_DATASET EXTRACT:_

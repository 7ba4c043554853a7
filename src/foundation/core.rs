pub use kurbo::{Affine, BezPath, Point, Rect, Size, Vec2};

/// Pixel dimensions of a render target.
#[derive(Clone, Copy, Debug, PartialEq, Eq, Hash, serde::Serialize, serde::Deserialize)]
pub struct Canvas {
    pub width: u32,
    pub height: u32,
}

impl Canvas {
    /// Smallest canvas covering `size` logical points (1pt = 1px), never below 1x1.
    ///
    /// Non-finite or negative extents collapse to a single pixel instead of failing.
    pub fn covering(size: Size) -> Self {
        fn px(v: f64) -> u32 {
            if !v.is_finite() || v <= 1.0 {
                return 1;
            }
            v.ceil().min(f64::from(u32::MAX)) as u32
        }
        Self {
            width: px(size.width),
            height: px(size.height),
        }
    }

    pub fn rect(self) -> Rect {
        Rect::new(0.0, 0.0, f64::from(self.width), f64::from(self.height))
    }

    pub fn byte_len(self) -> usize {
        (self.width as usize)
            .saturating_mul(self.height as usize)
            .saturating_mul(4)
    }
}

/// Premultiplied RGBA8 (r,g,b already multiplied by a).
#[derive(Clone, Copy, Debug, PartialEq, Eq, Hash, serde::Serialize, serde::Deserialize)]
pub struct Rgba8Premul {
    pub r: u8,
    pub g: u8,
    pub b: u8,
    pub a: u8,
}

impl Rgba8Premul {
    pub fn transparent() -> Self {
        Self {
            r: 0,
            g: 0,
            b: 0,
            a: 0,
        }
    }

    pub fn from_straight_rgba(r: u8, g: u8, b: u8, a: u8) -> Self {
        fn premul(c: u8, a: u8) -> u8 {
            let c = u16::from(c);
            let a = u16::from(a);
            (((c * a) + 127) / 255) as u8
        }

        Self {
            r: premul(r, a),
            g: premul(g, a),
            b: premul(b, a),
            a,
        }
    }

    pub fn to_array(self) -> [u8; 4] {
        [self.r, self.g, self.b, self.a]
    }
}

#[cfg(test)]
#[path = "../../tests/unit/foundation/core.rs"]
mod tests;
pub(crate) mod insets;
pub(crate) mod window;
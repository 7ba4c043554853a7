use std::path::Path;
use std::sync::Arc;

use crate::foundation::color::Color;
use crate::foundation::core::{Rect, Size, Vec2};
use crate::foundation::error::ChromeResult;
use crate::render::backend::FrameRGBA;
use crate::scene::model::{Node, Paint, Shape};

/// The fragment framed by the window, or a caller-supplied wallpaper.
#[derive(Clone, Debug, PartialEq)]
pub enum Content {
    /// Flat color with an intrinsic size.
    Solid { size: Size, color: Color },
    /// Decoded image, intrinsic size in pixels.
    Image(Arc<FrameRGBA>),
    /// Arbitrary nodes laid out in local space `(0,0)..size`.
    Nodes { size: Size, nodes: Vec<Node> },
}

impl Content {
    pub fn solid(width: f64, height: f64, color: Color) -> Self {
        Self::Solid {
            size: Size::new(width, height),
            color,
        }
    }

    pub fn image(frame: FrameRGBA) -> Self {
        Self::Image(Arc::new(frame))
    }

    /// Decode an image file into content.
    pub fn load_image(path: impl AsRef<Path>) -> ChromeResult<Self> {
        Ok(Self::image(FrameRGBA::load(path)?))
    }

    pub fn nodes(size: Size, nodes: Vec<Node>) -> Self {
        Self::Nodes { size, nodes }
    }

    /// Natural size used by [`crate::WindowSize::FitContent`].
    pub fn intrinsic_size(&self) -> Size {
        match self {
            Self::Solid { size, .. } | Self::Nodes { size, .. } => *size,
            Self::Image(frame) => Size::new(f64::from(frame.width), f64::from(frame.height)),
        }
    }

    /// Nodes showing this content inside `region`.
    ///
    /// Solid content fills the region; images and node content keep their intrinsic size,
    /// centered, and rely on the enclosing clip when they overflow.
    pub fn place(&self, region: Rect) -> Vec<Node> {
        match self {
            Self::Solid { color, .. } => vec![solid(region, *color)],
            Self::Image(frame) => vec![Node::Image {
                image: frame.clone(),
                rect: centered(region, self.intrinsic_size()),
            }],
            Self::Nodes { size, nodes } => {
                let origin = centered(region, *size).origin().to_vec2();
                nodes.iter().map(|n| n.translated(origin)).collect()
            }
        }
    }

    /// Nodes covering all of `region`, as a wallpaper would.
    ///
    /// Images are scaled to cover the region and cropped by the canvas edges.
    pub fn cover(&self, region: Rect) -> Vec<Node> {
        match self {
            Self::Solid { color, .. } => vec![solid(region, *color)],
            Self::Image(frame) => {
                let natural = self.intrinsic_size();
                let scale = if natural.width > 0.0 && natural.height > 0.0 {
                    (region.width() / natural.width).max(region.height() / natural.height)
                } else {
                    1.0
                };
                vec![Node::Image {
                    image: frame.clone(),
                    rect: centered(region, natural * scale),
                }]
            }
            Self::Nodes { .. } => self.place(region),
        }
    }
}

fn solid(region: Rect, color: Color) -> Node {
    Node::fill(Shape::rect(region), Paint::Solid(color))
}

fn centered(region: Rect, size: Size) -> Rect {
    let offset = Vec2::new(
        (region.width() - size.width) / 2.0,
        (region.height() - size.height) / 2.0,
    );
    Rect::from_origin_size(region.origin() + offset, size)
}

#[cfg(test)]
#[path = "../../tests/unit/compose/content.rs"]
mod tests;
use super::*;

type Table = ([u32; 2], [(u32, f32); 5]);

const EXPECTED: [(WallpaperStyle, Appearance, Table); 6] = [
    (
        WallpaperStyle::Ocean,
        Appearance::Light,
        (
            [0xA8D8F0, 0x3A7BD5],
            [(0x1E90FF, 0.75), (0x00B4D8, 0.65), (0x0077B6, 0.70), (0x48CAE4, 0.60), (0x023E8A, 0.55)],
        ),
    ),
    (
        WallpaperStyle::Ocean,
        Appearance::Dark,
        (
            [0x0B1D3A, 0x03045E],
            [(0x1565C0, 0.80), (0x00838F, 0.70), (0x283593, 0.75), (0x0097A7, 0.60), (0x1A237E, 0.85)],
        ),
    ),
    (
        WallpaperStyle::Sunset,
        Appearance::Light,
        (
            [0xFFD6A5, 0xFF7E5F],
            [(0xFF6B6B, 0.70), (0xFFA94D, 0.65), (0xF06595, 0.60), (0xFFD43B, 0.55), (0xE8590C, 0.75)],
        ),
    ),
    (
        WallpaperStyle::Sunset,
        Appearance::Dark,
        (
            [0x2D1B3D, 0x5C2A3F],
            [(0xC2185B, 0.75), (0xE65100, 0.70), (0x7B1FA2, 0.65), (0xF57C00, 0.60), (0xAD1457, 0.80)],
        ),
    ),
    (
        WallpaperStyle::Meadow,
        Appearance::Light,
        (
            [0xD8F3DC, 0x74C69D],
            [(0x40916C, 0.70), (0x95D5B2, 0.60), (0x2D6A4F, 0.75), (0xB7E4C7, 0.55), (0x52B788, 0.65)],
        ),
    ),
    (
        WallpaperStyle::Meadow,
        Appearance::Dark,
        (
            [0x081C15, 0x1B4332],
            [(0x2D6A4F, 0.80), (0x40916C, 0.70), (0x1B4332, 0.85), (0x52B788, 0.60), (0x74C69D, 0.50)],
        ),
    ),
];

#[test]
fn gradient_palettes_match_the_table_exactly() {
    for (style, appearance, (base, shapes)) in EXPECTED {
        let p = palette(style, appearance);
        assert_eq!(p.base, base.map(Color::hex), "{style:?} {appearance:?} base");
        for (i, (rgb, opacity)) in shapes.into_iter().enumerate() {
            assert_eq!(
                p.shapes[i],
                ShapeColor {
                    color: Color::hex(rgb),
                    opacity
                },
                "{style:?} {appearance:?} shape {i}"
            );
        }
    }
}

#[test]
fn table_covers_every_gradient_pair_once() {
    for style in [WallpaperStyle::Ocean, WallpaperStyle::Sunset, WallpaperStyle::Meadow] {
        for a in Appearance::ALL {
            let hits = EXPECTED
                .iter()
                .filter(|(s, app, _)| *s == style && *app == a)
                .count();
            assert_eq!(hits, 1, "{style:?} {a:?}");
        }
    }
}

#[test]
fn lookup_is_pure_and_appearance_sensitive() {
    for style in [
        WallpaperStyle::Ocean,
        WallpaperStyle::Sunset,
        WallpaperStyle::Meadow,
    ] {
        assert_eq!(
            palette(style, Appearance::Light),
            palette(style, Appearance::Light)
        );
        assert_ne!(
            palette(style, Appearance::Light),
            palette(style, Appearance::Dark)
        );
    }
}

#[test]
fn shape_opacities_stay_in_the_tuned_range() {
    for style in WallpaperStyle::ALL {
        for a in Appearance::ALL {
            for s in palette(style, a).shapes {
                assert!((0.5..=0.85).contains(&s.opacity), "{style:?} {a:?}");
            }
        }
    }
}

#[test]
fn styles_without_a_gradient_palette_fall_back_to_neutral() {
    for a in Appearance::ALL {
        assert_eq!(palette(WallpaperStyle::Solid, a), Palette::NEUTRAL);
        assert_eq!(palette(WallpaperStyle::HighContrast, a), Palette::NEUTRAL);
    }
}

#[test]
fn gradient_stops_lighten_then_darken() {
    let base = Color::hex(0x336699);
    let [hi, lo] = gradient_stops(base);
    assert_eq!(hi, base.mix(Color::WHITE, 0.35));
    assert_eq!(lo, base.mix(Color::BLACK, 0.30));
    assert!(hi.r > base.r && hi.g > base.g && hi.b > base.b);
    assert!(lo.r < base.r && lo.g < base.g && lo.b < base.b);
    assert_eq!(hi.a, 1.0);
}

#[test]
fn solid_fill_is_keyed_by_appearance() {
    assert_eq!(solid_fill(Appearance::Light).to_hex(), "#ececee");
    assert_eq!(solid_fill(Appearance::Dark).to_hex(), "#1c1c1e");
}
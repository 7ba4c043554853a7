use serde::{Deserialize, Serialize};

/// Straight-alpha color with channels in `0.0..=1.0`.
#[derive(Debug, Clone, Copy, PartialEq, Serialize)]
pub struct Color {
    pub r: f64,
    pub g: f64,
    pub b: f64,
    pub a: f64,
}

impl Color {
    pub const WHITE: Self = Self::rgba(1.0, 1.0, 1.0, 1.0);
    pub const BLACK: Self = Self::rgba(0.0, 0.0, 0.0, 1.0);
    pub const TRANSPARENT: Self = Self::rgba(0.0, 0.0, 0.0, 0.0);

    pub const fn rgba(r: f64, g: f64, b: f64, a: f64) -> Self {
        Self { r, g, b, a }
    }

    /// Opaque color from a `0xRRGGBB` literal.
    pub const fn hex(rgb: u32) -> Self {
        Self::rgba(
            ((rgb >> 16) & 0xff) as f64 / 255.0,
            ((rgb >> 8) & 0xff) as f64 / 255.0,
            (rgb & 0xff) as f64 / 255.0,
            1.0,
        )
    }

    pub const fn with_alpha(self, a: f64) -> Self {
        Self::rgba(self.r, self.g, self.b, a)
    }

    /// Linear blend of the color channels toward `other` by `t`; alpha is kept.
    pub fn mix(self, other: Self, t: f64) -> Self {
        let t = t.clamp(0.0, 1.0);
        let lerp = |a: f64, b: f64| a * (1.0 - t) + b * t;
        Self::rgba(
            lerp(self.r, other.r),
            lerp(self.g, other.g),
            lerp(self.b, other.b),
            self.a,
        )
    }

    pub fn to_rgba8(self) -> [u8; 4] {
        [
            to_u8(self.r),
            to_u8(self.g),
            to_u8(self.b),
            to_u8(self.a),
        ]
    }

    /// `#rrggbb` / `#rrggbbaa` form, as used in SVG markup and JSON output.
    pub fn to_hex(self) -> String {
        let [r, g, b, a] = self.to_rgba8();
        if a == 255 {
            format!("#{r:02x}{g:02x}{b:02x}")
        } else {
            format!("#{r:02x}{g:02x}{b:02x}{a:02x}")
        }
    }
}

fn to_u8(x: f64) -> u8 {
    (x.clamp(0.0, 1.0) * 255.0).round() as u8
}

impl<'de> Deserialize<'de> for Color {
    fn deserialize<D>(deserializer: D) -> Result<Self, D::Error>
    where
        D: serde::Deserializer<'de>,
    {
        #[derive(Deserialize)]
        #[serde(untagged)]
        enum Repr {
            Hex(String),
            RgbaObj {
                r: f64,
                g: f64,
                b: f64,
                #[serde(default = "one")]
                a: f64,
            },
        }

        fn one() -> f64 {
            1.0
        }

        match Repr::deserialize(deserializer)? {
            Repr::Hex(s) => parse_hex(&s).map_err(serde::de::Error::custom),
            Repr::RgbaObj { r, g, b, a } => Ok(Self::rgba(r, g, b, a)),
        }
    }
}

pub(crate) fn parse_hex(s: &str) -> Result<Color, String> {
    let s = s.trim();
    let s = s.strip_prefix('#').unwrap_or(s);

    fn hex_byte(pair: &str) -> Result<u8, String> {
        u8::from_str_radix(pair, 16).map_err(|_| format!("invalid hex byte \"{pair}\""))
    }

    if !s.is_ascii() {
        return Err("hex color must be #RRGGBB or #RRGGBBAA (case-insensitive)".to_owned());
    }
    let (r, g, b, a) = match s.len() {
        6 => (hex_byte(&s[0..2])?, hex_byte(&s[2..4])?, hex_byte(&s[4..6])?, 255),
        8 => (
            hex_byte(&s[0..2])?,
            hex_byte(&s[2..4])?,
            hex_byte(&s[4..6])?,
            hex_byte(&s[6..8])?,
        ),
        _ => {
            return Err("hex color must be #RRGGBB or #RRGGBBAA (case-insensitive)".to_owned());
        }
    };

    Ok(Color::rgba(
        f64::from(r) / 255.0,
        f64::from(g) / 255.0,
        f64::from(b) / 255.0,
        f64::from(a) / 255.0,
    ))
}

#[cfg(test)]
#[path = "../../tests/unit/foundation/color.rs"]
mod tests;
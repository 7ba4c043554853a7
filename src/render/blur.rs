use rayon::prelude::*;

use crate::foundation::error::{ChromeError, ChromeResult};

/// Separable gaussian blur over premultiplied RGBA8, edge pixels clamped.
///
/// Weights are quantized to Q16 so the output is identical across runs and thread counts.
pub fn blur_rgba8_premul(
    src: &[u8],
    width: u32,
    height: u32,
    radius: u32,
    sigma: f32,
) -> ChromeResult<Vec<u8>> {
    let expected_len = (width as usize)
        .checked_mul(height as usize)
        .and_then(|v| v.checked_mul(4))
        .ok_or_else(|| ChromeError::render("blur buffer size overflow"))?;
    if src.len() != expected_len {
        return Err(ChromeError::render(
            "blur_rgba8_premul expects src matching width*height*4",
        ));
    }
    if radius == 0 || expected_len == 0 {
        return Ok(src.to_vec());
    }

    let kernel = gaussian_kernel_q16(radius, sigma)?;
    let mut tmp = vec![0u8; expected_len];
    let mut out = vec![0u8; expected_len];

    horizontal_pass(src, &mut tmp, width, &kernel);
    vertical_pass(&tmp, &mut out, width, height, &kernel);
    Ok(out)
}

pub(crate) fn gaussian_kernel_q16(radius: u32, sigma: f32) -> ChromeResult<Vec<u32>> {
    if radius == 0 {
        return Ok(vec![1 << 16]);
    }
    if !sigma.is_finite() || sigma <= 0.0 {
        return Err(ChromeError::validation("blur sigma must be > 0"));
    }

    let r = radius as i32;
    let sigma = f64::from(sigma);
    let denom = 2.0 * sigma * sigma;
    let weights_f: Vec<f64> = (-r..=r)
        .map(|i| {
            let x = f64::from(i);
            (-x * x / denom).exp()
        })
        .collect();
    let sum: f64 = weights_f.iter().sum();
    if sum <= 0.0 {
        return Err(ChromeError::render("gaussian kernel sum is zero"));
    }

    let mut weights = Vec::<u32>::with_capacity(weights_f.len());
    let mut acc: i64 = 0;
    for &wf in &weights_f {
        let q = (((wf / sum) * 65536.0).round() as i64).clamp(0, 65536);
        weights.push(q as u32);
        acc += q;
    }
    let delta = 65536 - acc;
    if delta != 0 {
        let mid = weights.len() / 2;
        weights[mid] = (i64::from(weights[mid]) + delta).clamp(0, 65536) as u32;
    }

    Ok(weights)
}

fn horizontal_pass(src: &[u8], dst: &mut [u8], width: u32, k: &[u32]) {
    let radius = (k.len() / 2) as i32;
    let w = width as i32;
    let row_len = (width as usize) * 4;
    dst.par_chunks_exact_mut(row_len)
        .zip(src.par_chunks_exact(row_len))
        .for_each(|(out_row, in_row)| {
            for x in 0..w {
                let mut acc = [0u64; 4];
                for (ki, &kw) in k.iter().enumerate() {
                    let sx = (x + ki as i32 - radius).clamp(0, w - 1);
                    let idx = (sx as usize) * 4;
                    for c in 0..4 {
                        acc[c] += u64::from(kw) * u64::from(in_row[idx + c]);
                    }
                }
                let out_idx = (x as usize) * 4;
                for c in 0..4 {
                    out_row[out_idx + c] = q16_to_u8(acc[c]);
                }
            }
        });
}

fn vertical_pass(src: &[u8], dst: &mut [u8], width: u32, height: u32, k: &[u32]) {
    let radius = (k.len() / 2) as i32;
    let w = width as usize;
    let h = height as i32;
    let row_len = w * 4;
    dst.par_chunks_exact_mut(row_len)
        .enumerate()
        .for_each(|(y, out_row)| {
            let y = y as i32;
            for x in 0..w {
                let mut acc = [0u64; 4];
                for (ki, &kw) in k.iter().enumerate() {
                    let sy = (y + ki as i32 - radius).clamp(0, h - 1);
                    let idx = ((sy as usize) * w + x) * 4;
                    for c in 0..4 {
                        acc[c] += u64::from(kw) * u64::from(src[idx + c]);
                    }
                }
                for c in 0..4 {
                    out_row[x * 4 + c] = q16_to_u8(acc[c]);
                }
            }
        });
}

fn q16_to_u8(acc: u64) -> u8 {
    let v = (acc + 32768) >> 16;
    v.min(255) as u8
}

#[cfg(test)]
#[path = "../../tests/unit/render/blur.rs"]
mod tests;
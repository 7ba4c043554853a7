use crate::foundation::color::Color;
use crate::foundation::core::{Canvas, Point, Rect};
use crate::scene::model::{LayerRole, Node, Paint, Shape};
use crate::style::window::{
    Appearance, BackgroundStyle, WindowStyle, material_tint, system_window_color,
};
use crate::wallpaper::palette::{WallpaperStyle, palette, solid_fill};

const CAPSULE_HEIGHT: f64 = 30.0;
const SEGMENT_WIDTH: f64 = 96.0;
const SEGMENT_GAP: f64 = 4.0;
const CAPSULE_PADDING: f64 = 4.0;
const BOTTOM_MARGIN: f64 = 12.0;
const SIDE_MARGIN: f64 = 12.0;
const CAPSULE_BLUR: f64 = 12.0;
const SWATCH_RADIUS: f64 = 5.0;
const LABEL_SIZE: f64 = 11.0;

/// One control of the strip.
#[derive(Clone, Copy, Debug, PartialEq, Eq, Hash)]
pub enum ControlKind {
    Wallpaper,
    Background,
    Style,
    Appearance,
}

impl ControlKind {
    /// Left to right order in the strip.
    pub const ALL: [Self; 4] = [Self::Wallpaper, Self::Background, Self::Style, Self::Appearance];
}

/// Live selection shown by the control strip.
#[derive(Clone, Copy, Debug, PartialEq)]
pub struct ControlState {
    pub wallpaper: WallpaperStyle,
    pub background: BackgroundStyle,
    pub style: WindowStyle,
    pub appearance: Appearance,
}

impl ControlState {
    /// Human readable name of the current option for `kind`.
    pub fn label(&self, kind: ControlKind) -> &'static str {
        match kind {
            ControlKind::Wallpaper => self.wallpaper.name(),
            ControlKind::Background => self.background.name(),
            ControlKind::Style => self.style.name(),
            ControlKind::Appearance => match self.appearance {
                Appearance::Light => "Light",
                Appearance::Dark => "Dark",
            },
        }
    }

    fn swatch(&self, kind: ControlKind) -> Color {
        match kind {
            ControlKind::Wallpaper => match self.wallpaper {
                WallpaperStyle::Solid => solid_fill(self.appearance),
                WallpaperStyle::HighContrast => Color::hex(0x808080),
                style => palette(style, self.appearance).base[1],
            },
            ControlKind::Background => match self.background {
                BackgroundStyle::SystemDefault => system_window_color(self.appearance),
                BackgroundStyle::Material(None) => Color::TRANSPARENT,
                BackgroundStyle::Material(Some(_)) | BackgroundStyle::Glass(_) => {
                    material_tint(self.appearance)
                }
            },
            ControlKind::Style => Color::hex(0x8E8E93),
            ControlKind::Appearance => match self.appearance {
                Appearance::Light => Color::WHITE,
                Appearance::Dark => Color::BLACK,
            },
        }
    }
}

/// Hit region of one control.
#[derive(Clone, Copy, Debug, PartialEq)]
pub struct ControlSegment {
    pub kind: ControlKind,
    pub rect: Rect,
}

/// Floating capsule anchored to the bottom edge of the canvas.
pub struct ControlStrip;

impl ControlStrip {
    fn capsule_width() -> f64 {
        let n = ControlKind::ALL.len() as f64;
        n * SEGMENT_WIDTH + (n - 1.0) * SEGMENT_GAP + 2.0 * CAPSULE_PADDING
    }

    /// Narrowest canvas that shows the whole strip with its side margins.
    pub fn min_canvas_width() -> f64 {
        Self::capsule_width() + 2.0 * SIDE_MARGIN
    }

    /// Bounds of the capsule, horizontally centered.
    pub fn capsule(canvas: Canvas) -> Rect {
        let width = Self::capsule_width();
        let cx = f64::from(canvas.width) / 2.0;
        let y1 = f64::from(canvas.height) - BOTTOM_MARGIN;
        Rect::new(cx - width / 2.0, y1 - CAPSULE_HEIGHT, cx + width / 2.0, y1)
    }

    pub fn layout(canvas: Canvas) -> Vec<ControlSegment> {
        let capsule = Self::capsule(canvas);
        ControlKind::ALL
            .iter()
            .enumerate()
            .map(|(i, &kind)| {
                let x0 = capsule.x0 + CAPSULE_PADDING + i as f64 * (SEGMENT_WIDTH + SEGMENT_GAP);
                ControlSegment {
                    kind,
                    rect: Rect::new(
                        x0,
                        capsule.y0 + CAPSULE_PADDING,
                        x0 + SEGMENT_WIDTH,
                        capsule.y1 - CAPSULE_PADDING,
                    ),
                }
            })
            .collect()
    }

    pub fn hit_test(canvas: Canvas, point: Point) -> Option<ControlKind> {
        Self::layout(canvas)
            .into_iter()
            .find(|s| s.rect.contains(point))
            .map(|s| s.kind)
    }

    pub fn compose(canvas: Canvas, state: &ControlState) -> Node {
        let capsule = Self::capsule(canvas);
        let radius = capsule.height() / 2.0;
        let (tint, ink, chip) = match state.appearance {
            Appearance::Light => (
                Color::WHITE.with_alpha(0.55),
                Color::hex(0x1C1C1E),
                Color::WHITE.with_alpha(0.45),
            ),
            Appearance::Dark => (
                Color::hex(0x2C2C2E).with_alpha(0.6),
                Color::hex(0xF2F2F7),
                Color::WHITE.with_alpha(0.12),
            ),
        };

        let mut children = vec![
            Node::Backdrop {
                shape: Shape::rounded(capsule, radius),
                blur_radius: CAPSULE_BLUR,
                tint,
            },
            Node::Stroke {
                shape: Shape::rounded(capsule, radius),
                paint: Paint::Solid(Color::BLACK.with_alpha(0.12)),
                width: 0.5,
                opacity: 1.0,
            },
        ];

        for seg in Self::layout(canvas) {
            let r = seg.rect;
            children.push(Node::fill(
                Shape::rounded(r, r.height() / 2.0),
                Paint::Solid(chip),
            ));
            let swatch_center = Point::new(r.x0 + 8.0 + SWATCH_RADIUS, r.center().y);
            children.push(Node::fill(
                Shape::circle(swatch_center, SWATCH_RADIUS),
                Paint::Solid(state.swatch(seg.kind)),
            ));
            children.push(Node::Stroke {
                shape: Shape::circle(swatch_center, SWATCH_RADIUS),
                paint: Paint::Solid(ink.with_alpha(0.35)),
                width: 0.5,
                opacity: 1.0,
            });
            let label_left = swatch_center.x + SWATCH_RADIUS + 4.0;
            children.push(Node::Label {
                text: state.label(seg.kind).to_owned(),
                center: Point::new((label_left + r.x1 - 4.0) / 2.0, r.center().y),
                font_size: LABEL_SIZE,
                color: ink,
            });
        }

        Node::group(LayerRole::Controls, children)
    }
}

/// Option after `current` in `cycle`, wrapping; values outside the cycle restart it.
pub(crate) fn next_in<T: Copy + PartialEq>(cycle: &[T], current: T) -> T {
    match cycle.iter().position(|c| *c == current) {
        Some(i) => cycle[(i + 1) % cycle.len()],
        None => cycle[0],
    }
}

#[cfg(test)]
#[path = "../../tests/unit/compose/controls.rs"]
mod tests;
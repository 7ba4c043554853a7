pub(crate) mod backend;
pub(crate) mod blur;
pub(crate) mod composite;
pub(crate) mod cpu;
pub(crate) mod passes;
pub(crate) mod pipeline;
pub(crate) mod text;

_WHAT THE TASK ASKS:_ Which lines of the records above contain the word "Copy"? Report each one in full.

_TASK OUTPUT:_
#[derive(Clone, Copy, Debug, PartialEq, Eq, Hash, serde::Serialize, serde::Deserialize)]
#[derive(Clone, Copy, Debug, PartialEq, Eq, Hash, serde::Serialize, serde::Deserialize)]
#[derive(Debug, Clone, Copy, PartialEq, Serialize)]
#[derive(Clone, Copy, Debug, PartialEq, Eq, Hash)]
#[derive(Clone, Copy, Debug, PartialEq)]
#[derive(Clone, Copy, Debug, PartialEq)]
pub(crate) fn next_in<T: Copy + PartialEq>(cycle: &[T], current: T) -> T {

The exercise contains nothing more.